Spry2 (D3G1A) Rabbit mAb #14954

The Sprouty (Spry) family of proteins are antagonists of receptor tyrosine kinase (RTK)-induced signaling (1, 2). The Spry proteins play crucial roles in regulating growth and development of living organisms. Since originally discovered in Drosophila, four human orthologs of Spry proteins (Spry1-4) have been identified. All human Spry proteins possess a conserved carboxyl-terminal cysteine-rich SPR domain, which harbors a signal for protein translocation from cytosol to membrane ruffles (3,4). The SPR domain also enables the Spry proteins to form homo- or hetero-dimers and to interact with other proteins including kinases and phosphatases. The SPR domain is essential for the inhibitory modulation of Spry proteins on RTK signaling (1,2).

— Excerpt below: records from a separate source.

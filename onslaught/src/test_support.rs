//! Test-only fixtures: a throwaway Python project plus a fake toolchain.
//!
//! Every external tool a run invokes is replaced by a small shell script, so
//! the whole pipeline can be exercised without Python installed. The
//! scripts mimic only what the engine relies on: exit codes, log output,
//! and the files they leave behind.

#![cfg(unix)]

use std::fs;
use std::os::unix::fs::PermissionsExt;
use std::path::{Path, PathBuf};

use anyhow::{Context, Result};
use tempfile::TempDir;

use crate::io::config::{ToolchainConfig, write_config};

/// Write an executable script.
pub fn write_script(path: &Path, contents: &str) -> Result<()> {
    fs::write(path, contents).with_context(|| format!("write {}", path.display()))?;
    fs::set_permissions(path, fs::Permissions::from_mode(0o755))
        .with_context(|| format!("chmod {}", path.display()))
}

/// Knobs for [`FakeProject`].
#[derive(Debug, Clone)]
pub struct FakeProjectBuilder {
    package: String,
    flake8_fails: bool,
    sdist_artifacts: usize,
    sdist_warns: bool,
    tests_fail: bool,
    test_dependencies: Vec<String>,
    pip_cache_dir: Option<PathBuf>,
}

impl Default for FakeProjectBuilder {
    fn default() -> Self {
        Self {
            package: "fakepkg".to_string(),
            flake8_fails: false,
            sdist_artifacts: 1,
            sdist_warns: false,
            tests_fail: false,
            test_dependencies: Vec::new(),
            pip_cache_dir: None,
        }
    }
}

impl FakeProjectBuilder {
    pub fn package(mut self, name: &str) -> Self {
        self.package = name.to_string();
        self
    }

    pub fn flake8_fails(mut self) -> Self {
        self.flake8_fails = true;
        self
    }

    pub fn sdist_artifacts(mut self, count: usize) -> Self {
        self.sdist_artifacts = count;
        self
    }

    pub fn sdist_warns(mut self) -> Self {
        self.sdist_warns = true;
        self
    }

    pub fn tests_fail(mut self) -> Self {
        self.tests_fail = true;
        self
    }

    pub fn test_dependencies(mut self, specs: &[&str]) -> Self {
        self.test_dependencies = specs.iter().map(|spec| spec.to_string()).collect();
        self
    }

    pub fn pip_cache_dir(mut self, dir: impl Into<PathBuf>) -> Self {
        self.pip_cache_dir = Some(dir.into());
        self
    }

    pub fn build(self) -> Result<FakeProject> {
        let temp = tempfile::tempdir().context("create temp dir")?;
        let root = temp.path();
        let pkg = &self.package;

        let target = root.join("project");
        fs::create_dir_all(target.join(pkg)).context("create project")?;
        fs::write(
            target.join("setup.py"),
            format!("from distutils.core import setup\nsetup(name={pkg:?}, packages=[{pkg:?}])\n"),
        )
        .context("write setup.py")?;
        fs::write(target.join(pkg).join("__init__.py"), "").context("write __init__.py")?;
        fs::write(target.join("README.txt"), "fake project\n").context("write README")?;

        let tools = root.join("tools");
        let venv_bin = tools.join("venv-bin");
        fs::create_dir_all(&venv_bin).context("create tools")?;

        let python = self.python_script();
        write_script(&tools.join("python"), &python)?;
        write_script(&venv_bin.join("python"), &python)?;
        write_script(&venv_bin.join("pip"), "#!/bin/sh\necho \"pip $*\"\n")?;
        write_script(&venv_bin.join("trial"), "#!/bin/sh\necho \"trial $*\"\n")?;
        write_script(&venv_bin.join("coverage"), &self.coverage_script())?;
        write_script(
            &tools.join("virtualenv"),
            &format!(
                "#!/bin/sh\nmkdir -p \"$1/bin\"\ncp \"{}\"/* \"$1/bin/\"\necho \"New python executable in $1/bin/python\"\n",
                venv_bin.display()
            ),
        )?;
        write_script(&tools.join("flake8"), &self.flake8_script())?;
        write_script(
            &tools.join("check-sdist-log"),
            "#!/bin/sh\nif grep -i '^warning:' \"$1\"; then\n  exit 1\nfi\nexit 0\n",
        )?;

        let tool = |name: &str| tools.join(name).to_string_lossy().into_owned();
        let config = ToolchainConfig {
            python: tool("python"),
            virtualenv: vec![tool("virtualenv")],
            flake8: vec![tool("flake8")],
            test_runner: "trial".to_string(),
            test_dependencies: self.test_dependencies.clone(),
            pip_cache_dir: self.pip_cache_dir.clone(),
            check_sdist_log: Some(vec![tool("check-sdist-log")]),
            phase_timeout_secs: None,
        };

        Ok(FakeProject {
            temp,
            package: self.package,
            config,
        })
    }

    // Answers `setup.py --name` and `setup.py sdist --dist-dir D`.
    fn python_script(&self) -> String {
        let pkg = &self.package;
        let warning = if self.sdist_warns {
            "echo 'warning: sdist: standard file not found: should have one of README, README.rst'"
        } else {
            ":"
        };
        format!(
            r#"#!/bin/sh
case "$2" in
--name)
  echo {pkg}
  ;;
sdist)
  dist="$4"
  mkdir -p "$dist" {pkg}.egg-info
  echo "running sdist"
  {warning}
  i=0
  while [ "$i" -lt {count} ]; do
    i=$((i + 1))
    : > "$dist/{pkg}-0.$i.tar.gz"
  done
  ;;
*)
  echo "unexpected arguments: $*" >&2
  exit 2
  ;;
esac
"#,
            count = self.sdist_artifacts,
        )
    }

    // Reports paths under the venv's site-packages, as real coverage does
    // for an installed package.
    fn coverage_script(&self) -> String {
        let pkg = &self.package;
        let tests_exit = u8::from(self.tests_fail);
        format!(
            r#"#!/bin/sh
venv=$(cd "$(dirname "$0")/.." && pwd)
site="$venv/lib/python3.11/site-packages/{pkg}"
case "$1" in
run)
  echo "coverage $*"
  echo "  File \"$site/test/test_core.py\", line 7, in test_it"
  : > .coverage
  exit {tests_exit}
  ;;
html)
  out="$3"
  mkdir -p "$out/sub"
  echo "<a href=\"sub/page.html\">$site/__init__.py</a>" > "$out/index.html"
  echo "<h1>$site/core.py</h1>" > "$out/sub/page.html"
  echo "body {{ color: black; }}" > "$out/style.css"
  ;;
report)
  echo "Name Stmts Miss Cover"
  echo "$site/__init__.py 1 0 100%"
  ;;
esac
"#
        )
    }

    // Leaves a cache directory in the checked tree, like the real tool.
    fn flake8_script(&self) -> String {
        let verdict = if self.flake8_fails {
            format!(
                "echo \"$1/{}/__init__.py:1:1: F401 'os' imported but unused\"\nexit 1",
                self.package
            )
        } else {
            "exit 0".to_string()
        };
        format!("#!/bin/sh\nmkdir -p \"$1/.flake8-cache\"\necho checked > \"$1/.flake8-cache/stamp\"\n{verdict}\n")
    }
}

/// A project directory and a toolchain config pointing at fake tools.
#[derive(Debug)]
pub struct FakeProject {
    temp: TempDir,
    package: String,
    config: ToolchainConfig,
}

impl FakeProject {
    pub fn builder() -> FakeProjectBuilder {
        FakeProjectBuilder::default()
    }

    pub fn root(&self) -> &Path {
        self.temp.path()
    }

    pub fn package(&self) -> &str {
        &self.package
    }

    /// The project a run is pointed at.
    pub fn target(&self) -> PathBuf {
        self.root().join("project")
    }

    /// Suggested results directory, outside the target.
    pub fn results(&self) -> PathBuf {
        self.root().join("results")
    }

    pub fn config(&self) -> &ToolchainConfig {
        &self.config
    }

    /// Write `config` as TOML next to the project and return its path.
    pub fn write_config_file(&self, config: &ToolchainConfig) -> Result<PathBuf> {
        let path = self.root().join("onslaught.toml");
        write_config(&path, config)?;
        Ok(path)
    }
}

Studies have shown that several cancers have reduced levels of Spry2 expression implicating Spry2 as a tumor suppressor (5-8). The regulation of Spry2 expression and activity appears to be a complex process involving casein kinase 1, Shp2 phosphatase, and Spry2-interacting partners (9-11). Phosphorylation of Tyr55 residue of Spry2 is required for the inhibitory function of Spry2 in FGF/MAPK signaling (12,13).